History

In this section, you can read exactly how Nintendo-x2.com originally started and which major events made the site to what it is today.

The beginning

In the year 2000, the founder of the sites, Dennis Stam, started following courses Informatics & Economics at the Erasmus University of Rotterdam (located in the Netherlands). As these courses included loads of online research and future online development, Dennis thought it would come in handy to learn himself the programming language used for websites: HTML. To do so, he planned a small website, yet defining the scope of the website remained.

Fortunately, one of Dennis' co-students and closest friends maintained one of Europe's largest independent Nintendo 64 and GameCube fansites: n64europe.com and cube-europe.com. This man, Tim Symons, recently acquired the just released Game Boy Advance and showed it off as the next best thing. Reason enough to dedicate a website to.

Geocities

The site was made and hosted on a small Geocities account under the name of GBAWorld. While the site was solely meant for learning the basics of HTML, the mere 3 visitors a day were reason to maintain the site a little longer. Four visitors came daily, five even and at the time there were ten loyal visitors, the time was right to decide what to do. These huge amounts of visitors deserved an advertisement-free website, do they not?

Tim Symons generously offered some free space on the Cube-Europe servers and threw in a subdomain of the n64europe.com domain. The site was transferred and faced a layout change, going from the dark black site to a blue-beige design: gba.n64europe.com was born. Still, the entire website was written in static HTML and updated near daily. In this period, the site's userbase grew to around 100 a day.

E3 2001

E3 2001 came along and opened Dennis' eyes. With these amounts of news and screenshots coming by in a mere three days, it's insane to edit the website's HTML code with every single newsarticle. It was time to explore new possibilities, gba.n64europe.com had to go dynamic.

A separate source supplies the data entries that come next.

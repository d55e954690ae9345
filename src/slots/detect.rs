use anyhow::{anyhow, Result};
use image::{GrayImage, ImageBuffer, Luma, RgbaImage};
use imageproc::region_labelling::{connected_components, Connectivity};

pub const DEFAULT_DARK_THRESHOLD: u8 = 120;
pub const DEFAULT_MIN_REGION_PIXELS: u32 = 100;
pub const DEFAULT_REGION_CAP: u32 = 200;

const MASK_SET: Luma<u8> = Luma([255]);
const MASK_CLEAR: Luma<u8> = Luma([0]);

/// Exclusive range that both the width and height of a slot must fall in
#[derive(Clone,Copy,Debug,PartialEq,Eq)]
pub struct SizeBounds {
    pub lower: u32,
    pub upper: u32,
}

impl SizeBounds {
    pub fn contains(&self, value: u32) -> bool {
        self.lower < value && value < self.upper
    }
}

impl Default for SizeBounds {
    fn default() -> Self {
        Self{ lower: 12, upper: 22 }
    }
}

#[derive(Clone,Copy,Debug,PartialEq,Eq)]
pub struct DetectParams {
    /// A pixel is dark if the mean of its red/green/blue channels is below this
    pub dark_threshold: u8,
    /// Regions with this many pixels or fewer are noise
    pub min_region_pixels: u32,
    pub size_bounds: SizeBounds,
    /// Only labels below this value are considered; `None` considers all
    pub region_cap: Option<u32>,
}

impl Default for DetectParams {
    fn default() -> Self {
        Self{
            dark_threshold: DEFAULT_DARK_THRESHOLD,
            min_region_pixels: DEFAULT_MIN_REGION_PIXELS,
            size_bounds: SizeBounds::default(),
            region_cap: Some(DEFAULT_REGION_CAP),
        }
    }
}

impl DetectParams {
    /// Settings used when looking up container menu coordinates; every label
    /// is considered
    pub fn menu_preset() -> Self {
        Self{ dark_threshold: 130, min_region_pixels: 80, region_cap: None, ..Self::default() }
    }

    /// Applies explicitly requested values on top of a preset
    pub fn with_overrides(mut self, overrides: &ParamOverrides) -> Result<Self> {
        if let Some(threshold) = overrides.dark_threshold { self.dark_threshold = threshold; }
        if let Some(min_pixels) = overrides.min_region_pixels { self.min_region_pixels = min_pixels; }
        if let Some(lower) = overrides.min_size { self.size_bounds.lower = lower; }
        if let Some(upper) = overrides.max_size { self.size_bounds.upper = upper; }
        match (overrides.region_cap, overrides.no_region_cap) {
            (Some(_), true) => { return Err(anyhow!("a region cap cannot be combined with disabling the cap")); },
            (Some(cap), false) => { self.region_cap = Some(cap); },
            (None, true) => { self.region_cap = None; },
            (None, false) => { },
        }
        self.validate()?;
        Ok(self)
    }

    pub fn validate(&self) -> Result<()> {
        let bounds = &self.size_bounds;
        if bounds.upper <= bounds.lower.saturating_add(1) {
            return Err(anyhow!("size bounds ({}, {}) admit no slot size", bounds.lower, bounds.upper));
        }
        Ok(())
    }
}

/// Values given on the command line; `None` keeps the preset's value
#[derive(Clone,Copy,Debug,Default,PartialEq,Eq)]
pub struct ParamOverrides {
    pub dark_threshold: Option<u8>,
    pub min_region_pixels: Option<u32>,
    pub min_size: Option<u32>,
    pub max_size: Option<u32>,
    pub region_cap: Option<u32>,
    pub no_region_cap: bool,
}

/// A dark, roughly square region that looks like an item slot
#[derive(Clone,Copy,Debug,PartialEq,Eq)]
pub struct SlotCandidate {
    pub x_min: u32,
    pub y_min: u32,
    pub x_max: u32,
    pub y_max: u32,
    pub pixels: u32,
}

impl SlotCandidate {
    pub fn width(&self) -> u32 {
        self.x_max - self.x_min + 1
    }

    pub fn height(&self) -> u32 {
        self.y_max - self.y_min + 1
    }

    pub fn center_x(&self) -> u32 {
        (self.x_min + self.x_max) / 2
    }

    pub fn center_y(&self) -> u32 {
        (self.y_min + self.y_max) / 2
    }
}

#[derive(Clone,Copy)]
struct Region {
    x_min: u32,
    y_min: u32,
    x_max: u32,
    y_max: u32,
    pixels: u32,
}

impl Region {
    fn empty() -> Self {
        Self{ x_min: u32::MAX, y_min: u32::MAX, x_max: 0, y_max: 0, pixels: 0 }
    }

    fn add(&mut self, x: u32, y: u32) {
        self.x_min = self.x_min.min(x);
        self.y_min = self.y_min.min(y);
        self.x_max = self.x_max.max(x);
        self.y_max = self.y_max.max(y);
        self.pixels += 1;
    }
}

pub fn dark_mask(image: &RgbaImage, threshold: u8) -> GrayImage {
    let limit = 3 * threshold as u32;
    GrayImage::from_fn(image.width(), image.height(), |x, y| {
        let [r, g, b, _] = image.get_pixel(x, y).0;
        if (r as u32 + g as u32 + b as u32) < limit { MASK_SET } else { MASK_CLEAR }
    })
}

/// Returns the extent of every labelled region; index n holds label n + 1
fn measure_regions(labels: &ImageBuffer<Luma<u32>, Vec<u32>>) -> Vec<Region> {
    let mut regions: Vec<Region> = Vec::new();
    for (x, y, label) in labels.enumerate_pixels() {
        let label = label.0[0] as usize;
        if label == 0 { continue; }
        if label > regions.len() {
            regions.resize(label, Region::empty());
        }
        regions[label - 1].add(x, y);
    }
    regions
}

/// Finds slot-like dark regions, returned top-to-bottom then left-to-right
pub fn detect_slots(image: &RgbaImage, params: &DetectParams) -> Vec<SlotCandidate> {
    if image.width() == 0 || image.height() == 0 {
        return Vec::new();
    }

    let mask = dark_mask(image, params.dark_threshold);
    let labels = connected_components(&mask, Connectivity::Four, MASK_CLEAR);
    let regions = measure_regions(&labels);
    log::debug!("{} dark regions below threshold {}", regions.len(), params.dark_threshold);

    let considered = match params.region_cap {
        Some(cap) => (cap.saturating_sub(1) as usize).min(regions.len()),
        None => regions.len(),
    };
    if considered < regions.len() {
        log::warn!("region cap {:?} reached: ignoring {} of {} dark regions",
            params.region_cap, regions.len() - considered, regions.len());
    }

    let mut slots: Vec<SlotCandidate> = regions[..considered]
        .iter()
        .filter(|r| r.pixels > params.min_region_pixels)
        .map(|r| SlotCandidate{ x_min: r.x_min, y_min: r.y_min, x_max: r.x_max, y_max: r.y_max, pixels: r.pixels })
        .filter(|s| {
            let fits = params.size_bounds.contains(s.width()) && params.size_bounds.contains(s.height());
            if !fits {
                log::debug!("rejecting {}x{} region at ({}, {})", s.width(), s.height(), s.x_min, s.y_min);
            }
            fits
        })
        .collect();

    slots.sort_by_key(|s| (s.y_min, s.x_min));
    slots
}
pub mod slots;
pub mod texgen;
pub mod util;
use image::Rgba;

pub const TRANSPARENT: Rgba<u8> = Rgba([0, 0, 0, 0]);
pub const WHITE: Rgba<u8> = Rgba([255, 255, 255, 255]);

/// Gold and lapis on sand, three-ring borders
pub mod egyptian {
    use image::Rgba;

    pub const GOLD_DARK: Rgba<u8> = Rgba([139, 115, 50, 255]);
    pub const GOLD: Rgba<u8> = Rgba([212, 175, 55, 255]);
    pub const GOLD_LIGHT: Rgba<u8> = Rgba([255, 223, 136, 255]);
    pub const LAPIS_DARK: Rgba<u8> = Rgba([26, 64, 103, 255]);
    pub const SAND: Rgba<u8> = Rgba([194, 178, 128, 255]);
    pub const SAND_DARK: Rgba<u8> = Rgba([139, 128, 92, 255]);
    pub const SLOT: Rgba<u8> = Rgba([20, 20, 20, 255]);
    pub const SLOT_EDGE: Rgba<u8> = Rgba([60, 60, 60, 255]);
    pub const ENERGY_FULL: Rgba<u8> = Rgba([255, 200, 50, 255]);
    pub const ENERGY_EMPTY: Rgba<u8> = Rgba([40, 40, 40, 255]);
}

/// Flat lapis panel with 3D bevels, used by the battery
pub mod lapis {
    use image::Rgba;

    pub const SAND: Rgba<u8> = Rgba([194, 178, 128, 255]);
    pub const GOLD_LIGHT: Rgba<u8> = Rgba([212, 175, 55, 255]);
    pub const GOLD_DARK: Rgba<u8> = Rgba([139, 115, 50, 255]);
    pub const LAPIS: Rgba<u8> = Rgba([38, 97, 156, 255]);
    pub const LAPIS_LIGHT: Rgba<u8> = Rgba([65, 148, 200, 255]);
    pub const LAPIS_SHADOW: Rgba<u8> = Rgba([20, 60, 100, 255]);
    pub const SLOT: Rgba<u8> = Rgba([55, 55, 70, 255]);
    pub const SLOT_EDGE: Rgba<u8> = Rgba([139, 139, 139, 255]);
    pub const BAR: Rgba<u8> = Rgba([40, 40, 50, 255]);
    pub const BAR_LIGHT: Rgba<u8> = Rgba([60, 60, 70, 255]);
    pub const BAR_SHADOW: Rgba<u8> = Rgba([20, 20, 30, 255]);
    pub const GLOW: Rgba<u8> = Rgba([255, 255, 200, 128]);
}

/// Tan panels with vanilla grey player slots
pub mod atlas {
    use image::Rgba;

    pub const TAN: Rgba<u8> = Rgba([0xd0, 0xc0, 0xa0, 255]);
    pub const GOLD_LIGHT: Rgba<u8> = Rgba([0xe0, 0xd0, 0x60, 255]);
    pub const GOLD_DARK: Rgba<u8> = Rgba([0xa0, 0x90, 0x30, 255]);
    pub const SLOT_BLUE: Rgba<u8> = Rgba([0x20, 0x30, 0x50, 255]);
    // SLOT_BLUE scaled by 0.7
    pub const ARROW_SHADOW: Rgba<u8> = Rgba([0x16, 0x21, 0x38, 255]);
    pub const SLOT_GRAY: Rgba<u8> = Rgba([0x8b, 0x8b, 0x8b, 255]);
    pub const SLOT_GRAY_DARK: Rgba<u8> = Rgba([0x37, 0x37, 0x37, 255]);
    pub const SLOT_GRAY_LIGHT: Rgba<u8> = Rgba([0xff, 0xff, 0xff, 255]);
    pub const ENERGY_BG: Rgba<u8> = Rgba([0x14, 0x14, 0x14, 255]);
    pub const ENERGY_FILL: Rgba<u8> = Rgba([0x00, 0xff, 0x00, 255]);
    pub const ENERGY_HIGHLIGHT: Rgba<u8> = Rgba([0x40, 0xff, 0x40, 255]);
}

/// Stock grey container look
pub mod vanilla {
    use image::Rgba;

    pub const BASE: Rgba<u8> = Rgba([0xc6, 0xc6, 0xc6, 255]);
    pub const BORDER_LIGHT: Rgba<u8> = Rgba([0xff, 0xff, 0xff, 255]);
    pub const BORDER_DARK: Rgba<u8> = Rgba([0x55, 0x55, 0x55, 255]);
    pub const SLOT_BORDER: Rgba<u8> = Rgba([0x8b, 0x8b, 0x8b, 255]);
    pub const SLOT_INNER: Rgba<u8> = Rgba([0x37, 0x37, 0x37, 255]);
    pub const SLOT_SHADOW: Rgba<u8> = Rgba([0x27, 0x27, 0x27, 255]);
    pub const ENERGY_BG: Rgba<u8> = Rgba([0x14, 0x14, 0x14, 255]);
}

/// Sandstone block shades
pub mod stone {
    use image::Rgba;

    pub const BASE: Rgba<u8> = Rgba([180, 170, 150, 255]);
    pub const DARK: Rgba<u8> = Rgba([160, 150, 130, 255]);
    pub const LIGHT: Rgba<u8> = Rgba([200, 190, 170, 255]);
    pub const GOLD: Rgba<u8> = Rgba([212, 175, 55, 255]);
    pub const CHARGER_ACCENT: Rgba<u8> = Rgba([0, 200, 255, 255]);
    pub const BATTERY_ACCENT: Rgba<u8> = Rgba([0, 255, 200, 255]);
}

The solution was found in the content management system NewsPro. The current design was tweaked slightly and NewsPro was installed on the server. From now on, it was possible to add and edit newsarticles straight from the web while the 'full story' feature became available too. A major step in the evolution of the site. In the meantime, the amounts of visitors kept growing and reached a few hundreds a day.

The year 2003

Nearly two years passed without much hassle and more and more people visited gba.n64europe.com. However, Cube-Europe was also growing and reached the limits of the server. Tim Symons decided to invest in a brand new sparkling dedicated server for the site, and hence why gba.n64europe.com had to move as well. Unfortunately this brought in the problem that the NewsPro application no longer functioned properly. A solution had to be found and fast! You can't keep a thousand visitors waiting because you've got a problem. At that point, Dennis started teaching himself basic PHP, a programming language used most on the Internet for dynamic websites.

PHP to the rescue!

While PHP is not a very hard language to learn, it can be tricky to implement an entire website including a content management system from scratch... for someone who has less experience with the language than a beginner.

PHP was learned, a framework constructed and a basis was laid out for improvement. Over the years, this very same PHP-driven framework was extended and altered to bring you what you see before you now. The comments-system, search-functionalities, the Nintendo Wi-Fi Connection Friendship program, all of these got implemented throughout the last few years and added to the site.

On to DS-x2.com

In 2005, Tim Symons got a once-in-a-lifetime opportunity: move to Germany and get a job at Nintendo of Europe. And that's exactly what he did. Unfortunately the job meant that he no longer was allowed to maintain Cube-Europe.com. The site was transferred to the Advanced Media Network, meaning there was no more room for gba.n64europe.com. However, the domainname n64europe.com got transferred as well, meaning to more gba.n64europe.com anymore either.

A new server to host the site was sought and found. A domain had to be registered, which became the nowadays familiar DS-x2.com. The site was renamed and moved once more.

One more move

In less than a year, DS-x2.com grew out of its bounds. The new server only allowed for a certain amount of activity and DS-x2.com was nearing those limits rapidly. With E3 2006 less than a month away, we had to act fast. A new server was hired and got dedicated to DS-x2.com (and after that: Wii-x2.com). At the time of writing (December 2006), the limits of this new server are far from reached.

The future

The Internet keeps changing, our userbase keeps expanding and we keep reaching for higher and higher standards. This means we're far from finished and that's a good thing, as we're still having fun with this overgrown hobby-project.